(Provided entries begins)
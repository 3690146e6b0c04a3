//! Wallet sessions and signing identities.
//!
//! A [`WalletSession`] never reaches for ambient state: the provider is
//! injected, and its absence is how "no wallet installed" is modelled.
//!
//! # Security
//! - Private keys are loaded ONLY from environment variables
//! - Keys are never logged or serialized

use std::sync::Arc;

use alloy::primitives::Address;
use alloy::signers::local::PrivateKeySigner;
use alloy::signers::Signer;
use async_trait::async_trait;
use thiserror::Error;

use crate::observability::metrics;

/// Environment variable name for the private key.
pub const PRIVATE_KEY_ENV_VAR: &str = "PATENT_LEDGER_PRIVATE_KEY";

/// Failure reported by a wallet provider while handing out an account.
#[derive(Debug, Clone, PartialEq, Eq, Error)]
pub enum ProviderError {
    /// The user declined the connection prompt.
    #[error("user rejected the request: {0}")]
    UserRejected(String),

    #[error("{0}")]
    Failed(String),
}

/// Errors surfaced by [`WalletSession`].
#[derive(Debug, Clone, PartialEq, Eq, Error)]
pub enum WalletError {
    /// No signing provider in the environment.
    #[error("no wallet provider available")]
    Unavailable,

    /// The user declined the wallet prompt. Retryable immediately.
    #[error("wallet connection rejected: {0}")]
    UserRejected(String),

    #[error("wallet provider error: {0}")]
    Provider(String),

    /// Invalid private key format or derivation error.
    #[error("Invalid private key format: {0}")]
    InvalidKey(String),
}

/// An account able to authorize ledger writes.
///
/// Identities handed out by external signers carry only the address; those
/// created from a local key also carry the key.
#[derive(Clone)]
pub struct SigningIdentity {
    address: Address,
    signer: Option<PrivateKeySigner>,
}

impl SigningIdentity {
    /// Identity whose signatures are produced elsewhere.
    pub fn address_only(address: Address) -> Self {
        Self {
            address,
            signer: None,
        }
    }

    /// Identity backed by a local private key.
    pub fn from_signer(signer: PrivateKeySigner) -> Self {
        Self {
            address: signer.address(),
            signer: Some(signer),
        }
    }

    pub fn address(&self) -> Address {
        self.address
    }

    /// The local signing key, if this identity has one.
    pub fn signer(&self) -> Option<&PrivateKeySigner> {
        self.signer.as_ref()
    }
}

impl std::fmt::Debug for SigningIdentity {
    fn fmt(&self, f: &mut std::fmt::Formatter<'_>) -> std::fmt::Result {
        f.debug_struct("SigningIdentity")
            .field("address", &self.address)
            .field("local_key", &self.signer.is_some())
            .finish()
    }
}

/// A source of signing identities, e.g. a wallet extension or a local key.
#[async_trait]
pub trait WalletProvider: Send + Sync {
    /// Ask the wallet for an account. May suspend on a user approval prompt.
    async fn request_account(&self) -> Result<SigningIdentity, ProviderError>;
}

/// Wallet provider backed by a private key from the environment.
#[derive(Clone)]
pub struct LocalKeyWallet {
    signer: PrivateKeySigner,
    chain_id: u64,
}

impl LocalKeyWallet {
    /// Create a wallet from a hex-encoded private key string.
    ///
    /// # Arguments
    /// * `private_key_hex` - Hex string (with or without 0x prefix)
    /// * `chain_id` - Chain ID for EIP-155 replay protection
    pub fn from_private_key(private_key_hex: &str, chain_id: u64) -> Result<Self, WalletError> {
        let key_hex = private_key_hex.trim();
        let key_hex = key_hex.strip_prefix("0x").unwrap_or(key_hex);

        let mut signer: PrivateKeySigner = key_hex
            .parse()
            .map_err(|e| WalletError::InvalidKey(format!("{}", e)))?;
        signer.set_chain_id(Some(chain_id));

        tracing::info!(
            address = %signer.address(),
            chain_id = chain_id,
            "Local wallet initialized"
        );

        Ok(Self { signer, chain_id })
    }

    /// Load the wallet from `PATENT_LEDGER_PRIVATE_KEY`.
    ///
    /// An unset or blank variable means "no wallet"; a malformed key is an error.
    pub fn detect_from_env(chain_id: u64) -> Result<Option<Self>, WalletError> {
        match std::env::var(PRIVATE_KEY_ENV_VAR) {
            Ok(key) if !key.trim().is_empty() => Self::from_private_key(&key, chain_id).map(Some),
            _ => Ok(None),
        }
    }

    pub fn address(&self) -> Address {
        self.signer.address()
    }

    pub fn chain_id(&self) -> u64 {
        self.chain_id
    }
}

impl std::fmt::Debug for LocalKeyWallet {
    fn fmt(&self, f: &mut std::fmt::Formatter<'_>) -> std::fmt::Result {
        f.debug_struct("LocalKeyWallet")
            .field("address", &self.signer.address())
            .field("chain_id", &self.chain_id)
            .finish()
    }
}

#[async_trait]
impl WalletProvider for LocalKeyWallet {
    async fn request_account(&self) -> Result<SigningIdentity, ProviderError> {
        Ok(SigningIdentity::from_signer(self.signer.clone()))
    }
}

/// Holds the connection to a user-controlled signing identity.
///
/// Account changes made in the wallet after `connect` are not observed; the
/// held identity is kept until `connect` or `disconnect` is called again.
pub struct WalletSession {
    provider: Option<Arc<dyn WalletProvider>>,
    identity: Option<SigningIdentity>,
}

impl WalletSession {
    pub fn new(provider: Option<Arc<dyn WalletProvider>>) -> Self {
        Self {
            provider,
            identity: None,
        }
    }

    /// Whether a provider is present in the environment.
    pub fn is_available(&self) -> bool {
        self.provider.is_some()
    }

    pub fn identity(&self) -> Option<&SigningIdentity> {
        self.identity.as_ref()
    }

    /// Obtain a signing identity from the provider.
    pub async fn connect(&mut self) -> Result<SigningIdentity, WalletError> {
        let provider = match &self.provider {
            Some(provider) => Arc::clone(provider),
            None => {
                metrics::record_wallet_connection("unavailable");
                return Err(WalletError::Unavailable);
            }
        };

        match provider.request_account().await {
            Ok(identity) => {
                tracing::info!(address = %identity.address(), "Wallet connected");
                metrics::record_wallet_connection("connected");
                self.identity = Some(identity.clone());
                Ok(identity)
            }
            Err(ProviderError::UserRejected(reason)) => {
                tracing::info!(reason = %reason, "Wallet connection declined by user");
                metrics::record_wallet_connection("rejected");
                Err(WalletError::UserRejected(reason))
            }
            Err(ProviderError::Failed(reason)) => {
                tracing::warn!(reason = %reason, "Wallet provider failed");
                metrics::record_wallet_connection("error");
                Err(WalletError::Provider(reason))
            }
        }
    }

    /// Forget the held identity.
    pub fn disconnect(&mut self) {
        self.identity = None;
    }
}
(Provided entries ends)
■ What to do: Return, please, the lines of the data from the first through the line containing "use alloy::primitives::Address;", both kept, exactly as they stand and nothing more.

■ Solution to the problem:
repository 3690146e6b0c04a3
//! Wallet sessions and signing identities.
//!
//! A [`WalletSession`] never reaches for ambient state: the provider is
//! injected, and its absence is how "no wallet installed" is modelled.
//!
//! # Security
//! - Private keys are loaded ONLY from environment variables
//! - Keys are never logged or serialized

use std::sync::Arc;

use alloy::primitives::Address;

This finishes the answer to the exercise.